**EXERCISE BRIEF:**
Below are the records; restate word for word the lines from the first through the one containing "use crate::error::StoreError;", and only those.

**DATASET EXTRACT:**

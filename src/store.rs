//! Aggregation of benchmark reports.
//!
//! A [`ResultStore`] owns one [`Report`] per `(name, version)` pair, in arrival order,
//! plus the [`TestCaseRegistry`] of every test-case name seen so far. Sample sets are
//! append-only: a repeated submission for the same test case is concatenated onto the
//! existing samples, never replaced and never deduplicated.

use crate::error::StoreError;
use serde::de::{MapAccess, Visitor};
use serde::ser::SerializeMap;
use serde::{Deserialize, Deserializer, Serialize, Serializer};
use std::collections::HashMap;
use std::fmt;
use tracing::debug;

/// Timing samples for one test case, in arrival order.
pub type SampleSet = Vec<f64>;

/// One submission of samples keyed by test-case name.
///
/// Entry order is preserved from the wire, so first-seen ordering of test cases holds
/// inside a single batch as well as across batches.
#[derive(Debug, Clone, Default, PartialEq)]
pub struct SampleBatch {
    entries: Vec<(String, SampleSet)>,
}

impl SampleBatch {
    pub fn new() -> Self {
        Self::default()
    }

    pub fn push(&mut self, test_case: impl Into<String>, samples: SampleSet) {
        self.entries.push((test_case.into(), samples));
    }

    pub fn len(&self) -> usize {
        self.entries.len()
    }

    pub fn is_empty(&self) -> bool {
        self.entries.is_empty()
    }

    pub fn iter(&self) -> impl Iterator<Item = (&str, &[f64])> {
        self.entries.iter().map(|(k, v)| (k.as_str(), v.as_slice()))
    }

    pub fn test_cases(&self) -> impl Iterator<Item = &str> {
        self.entries.iter().map(|(k, _)| k.as_str())
    }

    fn into_entries(self) -> Vec<(String, SampleSet)> {
        self.entries
    }
}

impl<K: Into<String>> FromIterator<(K, SampleSet)> for SampleBatch {
    fn from_iter<I: IntoIterator<Item = (K, SampleSet)>>(iter: I) -> Self {
        Self {
            entries: iter.into_iter().map(|(k, v)| (k.into(), v)).collect(),
        }
    }
}

impl Serialize for SampleBatch {
    fn serialize<S: Serializer>(&self, serializer: S) -> Result<S::Ok, S::Error> {
        let mut map = serializer.serialize_map(Some(self.entries.len()))?;
        for (k, v) in &self.entries {
            map.serialize_entry(k, v)?;
        }
        map.end()
    }
}

struct SampleBatchVisitor;

impl<'de> Visitor<'de> for SampleBatchVisitor {
    type Value = SampleBatch;

    fn expecting(&self, f: &mut fmt::Formatter) -> fmt::Result {
        f.write_str("a map of test-case name to an array of numbers")
    }

    fn visit_map<A: MapAccess<'de>>(self, mut access: A) -> Result<Self::Value, A::Error> {
        let mut entries = Vec::with_capacity(access.size_hint().unwrap_or(0));
        while let Some((k, v)) = access.next_entry::<String, SampleSet>()? {
            entries.push((k, v));
        }
        Ok(SampleBatch { entries })
    }
}

impl<'de> Deserialize<'de> for SampleBatch {
    fn deserialize<D: Deserializer<'de>>(deserializer: D) -> Result<Self, D::Error> {
        deserializer.deserialize_map(SampleBatchVisitor)
    }
}

/// Accumulated samples of one contestant build.
#[derive(Debug, Clone, PartialEq)]
pub struct Report {
    pub name: String,
    pub version: String,
    samples: HashMap<String, SampleSet>,
}

impl Report {
    fn new(name: &str, version: &str) -> Self {
        Self {
            name: name.to_string(),
            version: version.to_string(),
            samples: HashMap::new(),
        }
    }

    /// Samples recorded for `test_case`, if this report has any.
    pub fn samples(&self, test_case: &str) -> Option<&[f64]> {
        self.samples.get(test_case).map(Vec::as_slice)
    }

    pub fn test_case_count(&self) -> usize {
        self.samples.len()
    }

    fn matches(&self, name: &str, version: &str) -> bool {
        self.name == name && self.version == version
    }

    /// Append every entry of `batch`; returns the number of samples added.
    fn add_samples(&mut self, batch: Vec<(String, SampleSet)>) -> usize {
        let mut added = 0;
        for (test_case, incoming) in batch {
            added += incoming.len();
            match self.samples.get_mut(&test_case) {
                Some(existing) => existing.extend(incoming),
                None => {
                    self.samples.insert(test_case, incoming);
                }
            }
        }
        added
    }
}

/// Distinct test-case names in first-seen order.
#[derive(Debug, Clone, Default)]
pub struct TestCaseRegistry {
    names: Vec<String>,
    index: HashMap<String, usize>,
}

impl TestCaseRegistry {
    /// Register `name`; returns `true` if it was not known before.
    pub fn insert(&mut self, name: &str) -> bool {
        if self.index.contains_key(name) {
            return false;
        }
        self.index.insert(name.to_string(), self.names.len());
        self.names.push(name.to_string());
        true
    }

    pub fn contains(&self, name: &str) -> bool {
        self.index.contains_key(name)
    }

    pub fn position(&self, name: &str) -> Option<usize> {
        self.index.get(name).copied()
    }

    pub fn iter(&self) -> impl Iterator<Item = &str> {
        self.names.iter().map(String::as_str)
    }

    pub fn as_slice(&self) -> &[String] {
        &self.names
    }

    pub fn len(&self) -> usize {
        self.names.len()
    }

    pub fn is_empty(&self) -> bool {
        self.names.is_empty()
    }
}

/// What a successful [`ResultStore::update`] changed.
#[derive(Debug, Clone, PartialEq, Eq)]
pub struct UpdateOutcome {
    /// A new report was created for the `(name, version)` pair.
    pub created: bool,
    pub appended_samples: usize,
    /// Test cases registered for the first time, in registration order.
    pub new_test_cases: Vec<String>,
    /// Store revision after the update.
    pub revision: u64,
}

#[derive(Debug, Clone, Default)]
pub struct ResultStore {
    reports: Vec<Report>,
    test_cases: TestCaseRegistry,
    revision: u64,
}

impl ResultStore {
    pub fn new() -> Self {
        Self::default()
    }

    /// The unique report for `(name, version)`, if one has arrived.
    pub fn find(&self, name: &str, version: &str) -> Option<&Report> {
        self.reports.iter().find(|r| r.matches(name, version))
    }

    /// Merge `batch` into the report for `(name, version)`, creating it on first sight.
    ///
    /// A batch holding an empty sample set is rejected whole and the store is left
    /// untouched. Every successful call bumps [`ResultStore::revision`], which is the
    /// signal for hosts to re-project.
    pub fn update(
        &mut self,
        name: &str,
        version: &str,
        batch: SampleBatch,
    ) -> Result<UpdateOutcome, StoreError> {
        if let Some((test_case, _)) = batch.iter().find(|(_, s)| s.is_empty()) {
            return Err(StoreError::EmptySampleSet {
                test_case: test_case.to_string(),
            });
        }

        let mut new_test_cases = Vec::new();
        for test_case in batch.test_cases() {
            if self.test_cases.insert(test_case) {
                new_test_cases.push(test_case.to_string());
            }
        }

        let entries = batch.into_entries();
        let (created, appended_samples) =
            match self.reports.iter_mut().find(|r| r.matches(name, version)) {
                Some(report) => (false, report.add_samples(entries)),
                None => {
                    let mut report = Report::new(name, version);
                    let added = report.add_samples(entries);
                    self.reports.push(report);
                    (true, added)
                }
            };

        self.revision += 1;

        debug!(
            name,
            version,
            created,
            appended_samples,
            new_test_cases = new_test_cases.len(),
            revision = self.revision,
            "merged report"
        );

        Ok(UpdateOutcome {
            created,
            appended_samples,
            new_test_cases,
            revision: self.revision,
        })
    }

    /// Reports in arrival order.
    pub fn reports(&self) -> &[Report] {
        &self.reports
    }

    pub fn test_cases(&self) -> &TestCaseRegistry {
        &self.test_cases
    }

    /// Number of successful updates so far.
    pub fn revision(&self) -> u64 {
        self.revision
    }

    pub fn len(&self) -> usize {
        self.reports.len()
    }

    pub fn is_empty(&self) -> bool {
        self.reports.is_empty()
    }
}
use clap::ValueEnum;

pub mod channel;
pub mod error;
pub mod launch;
pub mod projection;
pub mod render;
pub mod schema;
pub mod simulate;
pub mod stats;
pub mod store;

pub use channel::{Delivery, DeliveryCounts, ReportChannel, ReportEvent};
pub use projection::{project, Projection};
pub use store::{ResultStore, SampleBatch};

/// How a projected results table is written out.
#[derive(Clone, Copy, Debug, Default, ValueEnum, PartialEq, Eq)]
pub enum OutputFormat {
    /// Plain-text table, lower is better.
    #[default]
    Table,
    /// JSON document with run metadata and the full projection.
    Json,
}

**OUTPUT FOR THIS EXERCISE:**
filename src/store.rs
//! Aggregation of benchmark reports.
//!
//! A [`ResultStore`] owns one [`Report`] per `(name, version)` pair, in arrival order,
//! plus the [`TestCaseRegistry`] of every test-case name seen so far. Sample sets are
//! append-only: a repeated submission for the same test case is concatenated onto the
//! existing samples, never replaced and never deduplicated.

use crate::error::StoreError;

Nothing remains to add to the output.